(AVAILABLE DATA begins)

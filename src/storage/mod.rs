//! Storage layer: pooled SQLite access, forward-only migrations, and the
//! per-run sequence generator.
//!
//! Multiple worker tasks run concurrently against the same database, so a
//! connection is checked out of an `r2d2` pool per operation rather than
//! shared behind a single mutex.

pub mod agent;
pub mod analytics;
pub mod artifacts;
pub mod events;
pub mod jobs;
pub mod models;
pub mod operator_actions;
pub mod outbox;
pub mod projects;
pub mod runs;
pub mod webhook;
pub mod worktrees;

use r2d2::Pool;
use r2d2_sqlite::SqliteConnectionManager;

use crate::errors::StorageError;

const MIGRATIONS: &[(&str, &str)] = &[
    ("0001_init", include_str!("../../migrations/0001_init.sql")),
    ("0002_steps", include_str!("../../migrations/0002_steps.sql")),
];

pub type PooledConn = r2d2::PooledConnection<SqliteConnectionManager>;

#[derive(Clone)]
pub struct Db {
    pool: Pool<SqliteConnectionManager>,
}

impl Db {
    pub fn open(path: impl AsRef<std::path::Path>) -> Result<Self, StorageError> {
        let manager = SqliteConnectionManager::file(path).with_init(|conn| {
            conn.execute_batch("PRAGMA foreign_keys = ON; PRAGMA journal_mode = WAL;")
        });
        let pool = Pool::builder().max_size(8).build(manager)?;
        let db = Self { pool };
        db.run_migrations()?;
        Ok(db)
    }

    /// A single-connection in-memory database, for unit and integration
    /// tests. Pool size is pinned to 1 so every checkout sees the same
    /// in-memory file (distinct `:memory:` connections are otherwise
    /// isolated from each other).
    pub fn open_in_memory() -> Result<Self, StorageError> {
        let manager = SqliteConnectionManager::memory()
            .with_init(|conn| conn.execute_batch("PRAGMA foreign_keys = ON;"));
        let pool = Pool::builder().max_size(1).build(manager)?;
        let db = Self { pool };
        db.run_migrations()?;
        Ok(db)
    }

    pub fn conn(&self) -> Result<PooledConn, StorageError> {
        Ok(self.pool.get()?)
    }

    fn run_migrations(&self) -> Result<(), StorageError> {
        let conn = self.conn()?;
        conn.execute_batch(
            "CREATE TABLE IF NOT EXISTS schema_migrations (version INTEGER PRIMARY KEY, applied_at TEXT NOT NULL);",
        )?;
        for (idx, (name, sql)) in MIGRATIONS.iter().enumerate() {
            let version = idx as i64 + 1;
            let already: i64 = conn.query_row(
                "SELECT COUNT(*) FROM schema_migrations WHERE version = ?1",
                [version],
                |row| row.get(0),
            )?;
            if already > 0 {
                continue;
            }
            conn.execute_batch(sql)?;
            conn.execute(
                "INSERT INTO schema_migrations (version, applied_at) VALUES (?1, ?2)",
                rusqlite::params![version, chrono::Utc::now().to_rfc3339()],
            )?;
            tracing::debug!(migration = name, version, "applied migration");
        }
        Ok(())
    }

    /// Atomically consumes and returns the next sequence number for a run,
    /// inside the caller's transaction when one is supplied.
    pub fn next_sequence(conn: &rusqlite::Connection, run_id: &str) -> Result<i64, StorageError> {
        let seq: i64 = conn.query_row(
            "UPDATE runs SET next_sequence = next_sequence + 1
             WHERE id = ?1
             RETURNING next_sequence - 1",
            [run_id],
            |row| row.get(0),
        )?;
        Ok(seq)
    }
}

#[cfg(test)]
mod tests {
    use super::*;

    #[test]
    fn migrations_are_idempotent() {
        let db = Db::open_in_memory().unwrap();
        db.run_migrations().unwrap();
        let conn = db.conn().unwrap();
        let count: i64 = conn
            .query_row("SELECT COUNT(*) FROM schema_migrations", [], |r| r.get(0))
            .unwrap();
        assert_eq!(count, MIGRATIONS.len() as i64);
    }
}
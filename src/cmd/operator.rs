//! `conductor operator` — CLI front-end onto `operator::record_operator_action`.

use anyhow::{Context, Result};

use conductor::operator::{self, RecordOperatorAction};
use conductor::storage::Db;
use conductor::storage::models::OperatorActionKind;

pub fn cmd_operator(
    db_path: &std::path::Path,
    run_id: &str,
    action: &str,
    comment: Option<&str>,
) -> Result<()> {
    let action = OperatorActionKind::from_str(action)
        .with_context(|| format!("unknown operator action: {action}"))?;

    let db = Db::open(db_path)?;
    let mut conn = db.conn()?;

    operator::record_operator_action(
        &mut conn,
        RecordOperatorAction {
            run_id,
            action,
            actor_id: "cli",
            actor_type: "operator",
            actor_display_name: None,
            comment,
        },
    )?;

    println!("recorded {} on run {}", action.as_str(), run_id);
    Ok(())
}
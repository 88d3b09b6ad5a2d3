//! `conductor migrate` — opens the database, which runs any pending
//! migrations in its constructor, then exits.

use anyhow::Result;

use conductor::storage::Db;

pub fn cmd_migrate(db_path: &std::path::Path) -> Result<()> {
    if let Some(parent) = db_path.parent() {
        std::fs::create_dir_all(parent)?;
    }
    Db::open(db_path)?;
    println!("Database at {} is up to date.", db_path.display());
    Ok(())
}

(AVAILABLE DATA ends)

## ASSIGNMENT
Return nothing but the lines from the first line of the listing through the line with "use crate::errors::StorageError;", please, keeping every one of them unchanged.

## SOLUTION FOR THIS TASK
filename src/storage/mod.rs
//! Storage layer: pooled SQLite access, forward-only migrations, and the
//! per-run sequence generator.
//!
//! Multiple worker tasks run concurrently against the same database, so a
//! connection is checked out of an `r2d2` pool per operation rather than
//! shared behind a single mutex.

pub mod agent;
pub mod analytics;
pub mod artifacts;
pub mod events;
pub mod jobs;
pub mod models;
pub mod operator_actions;
pub mod outbox;
pub mod projects;
pub mod runs;
pub mod webhook;
pub mod worktrees;

use r2d2::Pool;
use r2d2_sqlite::SqliteConnectionManager;

use crate::errors::StorageError;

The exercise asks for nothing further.